[GIVEN ENTRIES Boundary: Start]
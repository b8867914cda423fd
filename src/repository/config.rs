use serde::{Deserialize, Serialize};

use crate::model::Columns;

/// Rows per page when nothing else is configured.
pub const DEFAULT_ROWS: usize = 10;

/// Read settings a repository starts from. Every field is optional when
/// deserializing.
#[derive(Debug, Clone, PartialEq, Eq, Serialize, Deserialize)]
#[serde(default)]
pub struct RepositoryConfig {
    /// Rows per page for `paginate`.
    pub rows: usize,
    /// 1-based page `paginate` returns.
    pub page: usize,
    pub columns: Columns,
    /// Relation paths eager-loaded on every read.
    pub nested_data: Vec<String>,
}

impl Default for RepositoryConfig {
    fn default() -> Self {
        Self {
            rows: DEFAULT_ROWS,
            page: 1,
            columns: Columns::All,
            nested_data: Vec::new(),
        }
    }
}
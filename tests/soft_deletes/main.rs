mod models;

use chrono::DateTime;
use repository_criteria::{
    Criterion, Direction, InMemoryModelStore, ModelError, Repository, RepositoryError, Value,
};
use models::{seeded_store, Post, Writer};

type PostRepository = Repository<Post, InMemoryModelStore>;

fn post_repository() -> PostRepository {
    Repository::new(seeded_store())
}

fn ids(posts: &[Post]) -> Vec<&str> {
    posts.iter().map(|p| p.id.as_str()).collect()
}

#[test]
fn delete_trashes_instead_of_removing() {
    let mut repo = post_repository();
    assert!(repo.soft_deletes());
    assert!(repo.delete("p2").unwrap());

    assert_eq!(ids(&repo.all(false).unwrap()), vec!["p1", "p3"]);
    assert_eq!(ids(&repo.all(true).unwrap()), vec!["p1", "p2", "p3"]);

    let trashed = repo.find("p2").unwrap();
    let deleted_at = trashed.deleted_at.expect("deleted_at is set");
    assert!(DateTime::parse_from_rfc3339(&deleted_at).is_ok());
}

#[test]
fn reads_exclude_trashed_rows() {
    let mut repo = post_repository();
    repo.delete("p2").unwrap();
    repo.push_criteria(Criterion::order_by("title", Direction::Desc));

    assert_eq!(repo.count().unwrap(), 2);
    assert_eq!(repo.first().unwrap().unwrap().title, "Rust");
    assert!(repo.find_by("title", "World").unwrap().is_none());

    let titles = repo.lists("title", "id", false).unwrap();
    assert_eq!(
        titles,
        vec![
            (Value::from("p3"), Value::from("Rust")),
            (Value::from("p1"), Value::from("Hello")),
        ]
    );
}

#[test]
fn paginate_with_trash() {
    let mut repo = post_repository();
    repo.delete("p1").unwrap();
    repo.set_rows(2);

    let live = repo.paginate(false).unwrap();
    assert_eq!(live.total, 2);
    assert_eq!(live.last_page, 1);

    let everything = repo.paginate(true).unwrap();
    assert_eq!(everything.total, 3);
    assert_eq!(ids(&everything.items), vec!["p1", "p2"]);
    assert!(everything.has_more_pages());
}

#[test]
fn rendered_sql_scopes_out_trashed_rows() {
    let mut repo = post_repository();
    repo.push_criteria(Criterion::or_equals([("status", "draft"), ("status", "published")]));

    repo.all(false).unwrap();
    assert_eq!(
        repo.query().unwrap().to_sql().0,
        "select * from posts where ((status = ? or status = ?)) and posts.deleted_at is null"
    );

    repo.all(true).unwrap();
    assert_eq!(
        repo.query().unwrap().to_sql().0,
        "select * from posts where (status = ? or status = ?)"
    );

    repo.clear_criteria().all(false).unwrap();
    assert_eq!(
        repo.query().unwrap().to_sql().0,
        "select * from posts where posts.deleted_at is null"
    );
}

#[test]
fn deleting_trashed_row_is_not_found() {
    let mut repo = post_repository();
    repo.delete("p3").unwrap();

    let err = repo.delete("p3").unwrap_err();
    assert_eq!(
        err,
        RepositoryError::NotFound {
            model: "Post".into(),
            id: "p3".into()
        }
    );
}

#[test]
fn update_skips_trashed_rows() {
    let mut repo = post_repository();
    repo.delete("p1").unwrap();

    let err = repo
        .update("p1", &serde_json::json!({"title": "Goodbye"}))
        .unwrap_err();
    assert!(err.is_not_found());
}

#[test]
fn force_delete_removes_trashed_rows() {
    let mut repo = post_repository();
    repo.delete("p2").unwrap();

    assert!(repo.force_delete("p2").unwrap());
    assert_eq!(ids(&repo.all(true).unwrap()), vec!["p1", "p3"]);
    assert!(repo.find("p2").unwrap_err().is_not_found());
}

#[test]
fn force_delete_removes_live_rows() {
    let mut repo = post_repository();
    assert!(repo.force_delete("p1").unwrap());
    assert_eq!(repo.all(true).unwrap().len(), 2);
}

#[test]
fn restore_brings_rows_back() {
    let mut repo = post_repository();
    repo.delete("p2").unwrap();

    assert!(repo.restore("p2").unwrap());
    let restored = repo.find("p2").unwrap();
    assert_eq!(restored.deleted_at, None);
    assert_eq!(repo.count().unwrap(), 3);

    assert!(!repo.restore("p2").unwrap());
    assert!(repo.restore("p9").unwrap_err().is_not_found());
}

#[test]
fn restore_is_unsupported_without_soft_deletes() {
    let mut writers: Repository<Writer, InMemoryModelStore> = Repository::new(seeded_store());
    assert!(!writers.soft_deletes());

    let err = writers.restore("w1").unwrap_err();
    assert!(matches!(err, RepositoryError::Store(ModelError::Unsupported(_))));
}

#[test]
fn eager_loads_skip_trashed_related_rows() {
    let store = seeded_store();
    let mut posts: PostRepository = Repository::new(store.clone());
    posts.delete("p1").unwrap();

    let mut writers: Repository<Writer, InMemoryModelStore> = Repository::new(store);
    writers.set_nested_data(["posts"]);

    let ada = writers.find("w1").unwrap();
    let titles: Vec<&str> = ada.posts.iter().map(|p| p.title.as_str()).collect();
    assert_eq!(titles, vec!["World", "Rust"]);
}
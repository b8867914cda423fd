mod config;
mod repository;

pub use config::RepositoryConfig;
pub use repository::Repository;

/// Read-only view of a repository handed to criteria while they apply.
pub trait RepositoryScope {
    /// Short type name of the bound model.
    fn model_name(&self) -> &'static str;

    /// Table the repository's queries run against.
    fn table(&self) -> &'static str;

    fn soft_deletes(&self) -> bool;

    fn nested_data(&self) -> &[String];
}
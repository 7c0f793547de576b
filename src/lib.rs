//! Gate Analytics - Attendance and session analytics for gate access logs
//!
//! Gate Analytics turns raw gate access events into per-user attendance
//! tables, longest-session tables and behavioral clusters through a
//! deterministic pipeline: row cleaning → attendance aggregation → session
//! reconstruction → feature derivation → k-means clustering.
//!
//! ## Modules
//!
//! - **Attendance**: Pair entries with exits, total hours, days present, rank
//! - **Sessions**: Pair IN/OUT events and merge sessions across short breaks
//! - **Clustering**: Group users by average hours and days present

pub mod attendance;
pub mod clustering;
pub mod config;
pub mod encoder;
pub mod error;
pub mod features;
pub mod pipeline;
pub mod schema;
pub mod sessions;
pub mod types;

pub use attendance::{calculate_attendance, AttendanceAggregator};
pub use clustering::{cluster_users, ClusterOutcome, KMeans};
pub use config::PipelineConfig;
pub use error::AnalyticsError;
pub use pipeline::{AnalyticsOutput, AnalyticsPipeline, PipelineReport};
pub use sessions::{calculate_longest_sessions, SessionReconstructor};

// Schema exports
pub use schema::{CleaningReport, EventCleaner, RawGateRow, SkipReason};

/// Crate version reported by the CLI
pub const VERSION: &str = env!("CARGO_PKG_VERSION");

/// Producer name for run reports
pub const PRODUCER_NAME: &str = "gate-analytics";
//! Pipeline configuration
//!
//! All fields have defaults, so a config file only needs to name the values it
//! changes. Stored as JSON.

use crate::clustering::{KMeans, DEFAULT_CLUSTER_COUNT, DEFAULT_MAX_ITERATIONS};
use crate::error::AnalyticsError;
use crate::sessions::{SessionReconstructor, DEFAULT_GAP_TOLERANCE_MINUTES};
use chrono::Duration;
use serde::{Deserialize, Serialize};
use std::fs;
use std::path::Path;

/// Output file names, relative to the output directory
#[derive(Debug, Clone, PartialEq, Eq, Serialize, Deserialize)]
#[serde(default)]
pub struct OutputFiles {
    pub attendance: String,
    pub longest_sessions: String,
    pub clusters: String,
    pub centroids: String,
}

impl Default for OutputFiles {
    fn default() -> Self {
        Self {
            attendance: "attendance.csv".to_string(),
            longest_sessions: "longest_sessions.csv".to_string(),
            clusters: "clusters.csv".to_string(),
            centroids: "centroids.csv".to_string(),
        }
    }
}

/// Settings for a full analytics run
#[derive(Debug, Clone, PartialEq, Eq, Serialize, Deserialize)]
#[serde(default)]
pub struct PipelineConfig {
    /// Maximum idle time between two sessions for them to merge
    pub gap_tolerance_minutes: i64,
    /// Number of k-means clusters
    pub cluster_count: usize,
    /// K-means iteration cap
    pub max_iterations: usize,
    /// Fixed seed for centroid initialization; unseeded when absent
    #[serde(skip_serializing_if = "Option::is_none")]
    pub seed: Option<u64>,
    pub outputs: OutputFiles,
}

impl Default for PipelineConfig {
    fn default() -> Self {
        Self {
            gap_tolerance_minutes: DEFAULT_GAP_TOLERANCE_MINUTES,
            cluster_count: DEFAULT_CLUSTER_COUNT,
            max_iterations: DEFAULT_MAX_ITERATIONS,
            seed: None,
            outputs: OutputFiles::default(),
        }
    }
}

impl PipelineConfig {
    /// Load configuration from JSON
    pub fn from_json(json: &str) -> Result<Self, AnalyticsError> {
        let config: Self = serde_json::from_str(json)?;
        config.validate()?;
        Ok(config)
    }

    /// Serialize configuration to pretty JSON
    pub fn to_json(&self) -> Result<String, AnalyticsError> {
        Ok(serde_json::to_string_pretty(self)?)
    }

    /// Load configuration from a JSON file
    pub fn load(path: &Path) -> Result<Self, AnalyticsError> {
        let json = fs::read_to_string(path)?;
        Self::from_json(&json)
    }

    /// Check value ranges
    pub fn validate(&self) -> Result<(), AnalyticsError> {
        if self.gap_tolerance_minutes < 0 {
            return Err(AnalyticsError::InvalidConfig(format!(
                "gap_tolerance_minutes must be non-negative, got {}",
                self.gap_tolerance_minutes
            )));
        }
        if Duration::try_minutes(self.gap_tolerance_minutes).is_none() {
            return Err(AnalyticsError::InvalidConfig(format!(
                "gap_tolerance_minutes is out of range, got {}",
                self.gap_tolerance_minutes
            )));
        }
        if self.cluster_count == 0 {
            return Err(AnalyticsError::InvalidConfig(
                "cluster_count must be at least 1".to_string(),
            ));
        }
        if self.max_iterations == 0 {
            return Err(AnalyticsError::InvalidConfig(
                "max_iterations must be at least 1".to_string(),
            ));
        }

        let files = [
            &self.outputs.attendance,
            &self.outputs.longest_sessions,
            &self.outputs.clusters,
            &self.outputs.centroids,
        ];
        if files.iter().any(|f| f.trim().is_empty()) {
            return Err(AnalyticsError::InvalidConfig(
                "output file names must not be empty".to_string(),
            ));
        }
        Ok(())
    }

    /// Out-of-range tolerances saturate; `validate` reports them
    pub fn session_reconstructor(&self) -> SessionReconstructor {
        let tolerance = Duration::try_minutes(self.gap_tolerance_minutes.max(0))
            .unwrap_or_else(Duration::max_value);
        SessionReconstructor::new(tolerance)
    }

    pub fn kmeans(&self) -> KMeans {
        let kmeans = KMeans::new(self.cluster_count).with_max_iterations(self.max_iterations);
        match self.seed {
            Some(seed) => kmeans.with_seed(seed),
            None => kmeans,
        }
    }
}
[GIVEN ENTRIES Boundary: End]
WORK INSTRUCTION — Which lines in the entries above contain "Columns"? Pull each of them out.

WRITTEN RESPONSE —
use crate::model::Columns;
    pub columns: Columns,
            columns: Columns::All,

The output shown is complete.